• Listed records:
//! Session and account command handlers.

use anyhow::Result;
use mockmate_client::ApiGateway;
use mockmate_client::config::paths;
use mockmate_client::token::mask_token;
use mockmate_client::types::{AuthResponse, RegisterRequest, Role};

use super::print_json;

pub struct Registration {
    pub username: String,
    pub email: String,
    pub password: String,
    pub first_name: String,
    pub last_name: String,
    pub role: Role,
}

pub async fn login(gateway: &ApiGateway, username: &str, password: &str) -> Result<()> {
    let auth = gateway.auth().login(username, password).await?;
    let name = auth.username.as_deref().unwrap_or(username);
    match auth.role {
        Some(role) => println!("✓ Logged in as {name} ({role})"),
        None => println!("✓ Logged in as {name}"),
    }
    print_saved(&auth);
    Ok(())
}

fn print_saved(auth: &AuthResponse) {
    println!("  Token: {}", mask_token(&auth.token));
    println!("  Credentials saved to: {}", paths::credentials_path().display());
}

pub async fn register(gateway: &ApiGateway, registration: Registration) -> Result<()> {
    let Registration {
        username,
        email,
        password,
        first_name,
        last_name,
        role,
    } = registration;
    let request = RegisterRequest {
        username,
        email,
        password,
        first_name,
        last_name,
        role,
        ..RegisterRequest::default()
    };
    let auth = gateway.auth().register(&request).await?;
    println!(
        "✓ Registered and logged in as {}",
        auth.username.as_deref().unwrap_or(&request.username)
    );
    print_saved(&auth);
    Ok(())
}

pub async fn logout(gateway: &ApiGateway) -> Result<()> {
    if !gateway.is_authenticated() {
        println!("Not logged in.");
        return Ok(());
    }
    match gateway.auth().logout().await {
        Ok(_) => println!("✓ Logged out"),
        Err(err) if err.is_session_expired() => println!("✓ Logged out"),
        Err(err) => {
            tracing::warn!(error = %err, "logout call failed");
            println!("✓ Logged out (the server did not confirm: {err})");
        }
    }
    Ok(())
}

pub async fn whoami(gateway: &ApiGateway) -> Result<()> {
    let profile = gateway.auth().profile().await?;
    print_json(&profile)
}

pub async fn stats(gateway: &ApiGateway) -> Result<()> {
    let stats = gateway.auth().stats().await?;
    print_json(&stats)
}

pub async fn leaderboard(gateway: &ApiGateway, limit: Option<u32>) -> Result<()> {
    let ranking = gateway.auth().leaderboard(limit).await?;
    print_json(&ranking)
}
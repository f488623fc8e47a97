use serde::{Deserialize, Serialize};

use super::Role;
use crate::query::{QueryParams, ToQuery};

#[derive(Debug, Clone, Serialize)]
pub struct LoginRequest {
    pub username: String,
    pub password: String,
}

/// New account. Role defaults to [`Role::Student`].
#[derive(Debug, Clone, Default, Serialize)]
#[serde(rename_all = "camelCase")]
pub struct RegisterRequest {
    pub username: String,
    pub email: String,
    pub password: String,
    pub first_name: String,
    pub last_name: String,
    #[serde(skip_serializing_if = "Option::is_none")]
    pub phone: Option<String>,
    #[serde(skip_serializing_if = "Option::is_none")]
    pub bio: Option<String>,
    pub role: Role,
}

/// Body of a successful login or registration.
#[derive(Debug, Clone, Deserialize)]
pub struct AuthResponse {
    pub token: String,
    #[serde(rename = "type", default = "bearer")]
    pub token_type: String,
    #[serde(default)]
    pub username: Option<String>,
    #[serde(default)]
    pub email: Option<String>,
    #[serde(default)]
    pub role: Option<Role>,
    #[serde(default)]
    pub id: Option<i64>,
}

fn bearer() -> String {
    "Bearer".to_string()
}

#[derive(Debug, Clone, Serialize, Deserialize)]
#[serde(rename_all = "camelCase")]
pub struct UserProfile {
    pub id: i64,
    pub username: String,
    #[serde(default)]
    pub email: Option<String>,
    #[serde(default)]
    pub first_name: Option<String>,
    #[serde(default)]
    pub last_name: Option<String>,
    #[serde(default)]
    pub phone: Option<String>,
    #[serde(default)]
    pub bio: Option<String>,
    #[serde(default)]
    pub profile_image_url: Option<String>,
    #[serde(default)]
    pub role: Option<Role>,
    #[serde(default)]
    pub total_interviews: Option<u32>,
    #[serde(default)]
    pub average_score: Option<f64>,
    #[serde(default)]
    pub total_coding_problems: Option<u32>,
    #[serde(default)]
    pub average_coding_score: Option<f64>,
}

impl UserProfile {
    /// "First Last" when both are known, otherwise the username.
    pub fn display_name(&self) -> String {
        match (self.first_name.as_deref(), self.last_name.as_deref()) {
            (Some(first), Some(last)) => format!("{first} {last}"),
            (Some(name), None) | (None, Some(name)) => name.to_string(),
            (None, None) => self.username.clone(),
        }
    }
}

/// Editable profile fields; absent fields are left unchanged.
#[derive(Debug, Clone, Default, Serialize)]
#[serde(rename_all = "camelCase")]
pub struct ProfileUpdate {
    #[serde(skip_serializing_if = "Option::is_none")]
    pub email: Option<String>,
    #[serde(skip_serializing_if = "Option::is_none")]
    pub first_name: Option<String>,
    #[serde(skip_serializing_if = "Option::is_none")]
    pub last_name: Option<String>,
    #[serde(skip_serializing_if = "Option::is_none")]
    pub phone: Option<String>,
    #[serde(skip_serializing_if = "Option::is_none")]
    pub bio: Option<String>,
}

/// Admin-side account edit.
#[derive(Debug, Clone, Default, Serialize)]
#[serde(rename_all = "camelCase")]
pub struct AdminUserUpdate {
    #[serde(flatten)]
    pub profile: ProfileUpdate,
    #[serde(skip_serializing_if = "Option::is_none")]
    pub role: Option<Role>,
    #[serde(skip_serializing_if = "Option::is_none")]
    pub enabled: Option<bool>,
}

#[derive(Debug, Clone, Default)]
pub struct UserFilter {
    pub role: Option<Role>,
    pub search: Option<String>,
    pub page: Option<u32>,
    pub size: Option<u32>,
}

impl ToQuery for UserFilter {
    fn to_query(&self) -> QueryParams {
        QueryParams::new()
            .with_opt("role", self.role)
            .with_opt("search", self.search.as_deref())
            .with_opt("page", self.page)
            .with_opt("size", self.size)
    }
}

• Task to complete: The records above are to be returned exactly as they appear.

• Response:
//! Session and account command handlers.

use anyhow::Result;
use mockmate_client::ApiGateway;
use mockmate_client::config::paths;
use mockmate_client::token::mask_token;
use mockmate_client::types::{AuthResponse, RegisterRequest, Role};

use super::print_json;

pub struct Registration {
    pub username: String,
    pub email: String,
    pub password: String,
    pub first_name: String,
    pub last_name: String,
    pub role: Role,
}

pub async fn login(gateway: &ApiGateway, username: &str, password: &str) -> Result<()> {
    let auth = gateway.auth().login(username, password).await?;
    let name = auth.username.as_deref().unwrap_or(username);
    match auth.role {
        Some(role) => println!("✓ Logged in as {name} ({role})"),
        None => println!("✓ Logged in as {name}"),
    }
    print_saved(&auth);
    Ok(())
}

fn print_saved(auth: &AuthResponse) {
    println!("  Token: {}", mask_token(&auth.token));
    println!("  Credentials saved to: {}", paths::credentials_path().display());
}

pub async fn register(gateway: &ApiGateway, registration: Registration) -> Result<()> {
    let Registration {
        username,
        email,
        password,
        first_name,
        last_name,
        role,
    } = registration;
    let request = RegisterRequest {
        username,
        email,
        password,
        first_name,
        last_name,
        role,
        ..RegisterRequest::default()
    };
    let auth = gateway.auth().register(&request).await?;
    println!(
        "✓ Registered and logged in as {}",
        auth.username.as_deref().unwrap_or(&request.username)
    );
    print_saved(&auth);
    Ok(())
}

pub async fn logout(gateway: &ApiGateway) -> Result<()> {
    if !gateway.is_authenticated() {
        println!("Not logged in.");
        return Ok(());
    }
    match gateway.auth().logout().await {
        Ok(_) => println!("✓ Logged out"),
        Err(err) if err.is_session_expired() => println!("✓ Logged out"),
        Err(err) => {
            tracing::warn!(error = %err, "logout call failed");
            println!("✓ Logged out (the server did not confirm: {err})");
        }
    }
    Ok(())
}

pub async fn whoami(gateway: &ApiGateway) -> Result<()> {
    let profile = gateway.auth().profile().await?;
    print_json(&profile)
}

pub async fn stats(gateway: &ApiGateway) -> Result<()> {
    let stats = gateway.auth().stats().await?;
    print_json(&stats)
}

pub async fn leaderboard(gateway: &ApiGateway, limit: Option<u32>) -> Result<()> {
    let ranking = gateway.auth().leaderboard(limit).await?;
    print_json(&ranking)
}
repository f488623fc8e47a97
use serde::{Deserialize, Serialize};

use super::Role;
use crate::query::{QueryParams, ToQuery};

#[derive(Debug, Clone, Serialize)]
pub struct LoginRequest {
    pub username: String,
    pub password: String,
}

/// New account. Role defaults to [`Role::Student`].
#[derive(Debug, Clone, Default, Serialize)]
#[serde(rename_all = "camelCase")]
pub struct RegisterRequest {
    pub username: String,
    pub email: String,
    pub password: String,
    pub first_name: String,
    pub last_name: String,
    #[serde(skip_serializing_if = "Option::is_none")]
    pub phone: Option<String>,
    #[serde(skip_serializing_if = "Option::is_none")]
    pub bio: Option<String>,
    pub role: Role,
}

/// Body of a successful login or registration.
#[derive(Debug, Clone, Deserialize)]
pub struct AuthResponse {
    pub token: String,
    #[serde(rename = "type", default = "bearer")]
    pub token_type: String,
    #[serde(default)]
    pub username: Option<String>,
    #[serde(default)]
    pub email: Option<String>,
    #[serde(default)]
    pub role: Option<Role>,
    #[serde(default)]
    pub id: Option<i64>,
}

fn bearer() -> String {
    "Bearer".to_string()
}

#[derive(Debug, Clone, Serialize, Deserialize)]
#[serde(rename_all = "camelCase")]
pub struct UserProfile {
    pub id: i64,
    pub username: String,
    #[serde(default)]
    pub email: Option<String>,
    #[serde(default)]
    pub first_name: Option<String>,
    #[serde(default)]
    pub last_name: Option<String>,
    #[serde(default)]
    pub phone: Option<String>,
    #[serde(default)]
    pub bio: Option<String>,
    #[serde(default)]
    pub profile_image_url: Option<String>,
    #[serde(default)]
    pub role: Option<Role>,
    #[serde(default)]
    pub total_interviews: Option<u32>,
    #[serde(default)]
    pub average_score: Option<f64>,
    #[serde(default)]
    pub total_coding_problems: Option<u32>,
    #[serde(default)]
    pub average_coding_score: Option<f64>,
}

impl UserProfile {
    /// "First Last" when both are known, otherwise the username.
    pub fn display_name(&self) -> String {
        match (self.first_name.as_deref(), self.last_name.as_deref()) {
            (Some(first), Some(last)) => format!("{first} {last}"),
            (Some(name), None) | (None, Some(name)) => name.to_string(),
            (None, None) => self.username.clone(),
        }
    }
}

/// Editable profile fields; absent fields are left unchanged.
#[derive(Debug, Clone, Default, Serialize)]
#[serde(rename_all = "camelCase")]
pub struct ProfileUpdate {
    #[serde(skip_serializing_if = "Option::is_none")]
    pub email: Option<String>,
    #[serde(skip_serializing_if = "Option::is_none")]
    pub first_name: Option<String>,
    #[serde(skip_serializing_if = "Option::is_none")]
    pub last_name: Option<String>,
    #[serde(skip_serializing_if = "Option::is_none")]
    pub phone: Option<String>,
    #[serde(skip_serializing_if = "Option::is_none")]
    pub bio: Option<String>,
}

/// Admin-side account edit.
#[derive(Debug, Clone, Default, Serialize)]
#[serde(rename_all = "camelCase")]
pub struct AdminUserUpdate {
    #[serde(flatten)]
    pub profile: ProfileUpdate,
    #[serde(skip_serializing_if = "Option::is_none")]
    pub role: Option<Role>,
    #[serde(skip_serializing_if = "Option::is_none")]
    pub enabled: Option<bool>,
}

#[derive(Debug, Clone, Default)]
pub struct UserFilter {
    pub role: Option<Role>,
    pub search: Option<String>,
    pub page: Option<u32>,
    pub size: Option<u32>,
}

impl ToQuery for UserFilter {
    fn to_query(&self) -> QueryParams {
        QueryParams::new()
            .with_opt("role", self.role)
            .with_opt("search", self.search.as_deref())
            .with_opt("page", self.page)
            .with_opt("size", self.size)
    }
}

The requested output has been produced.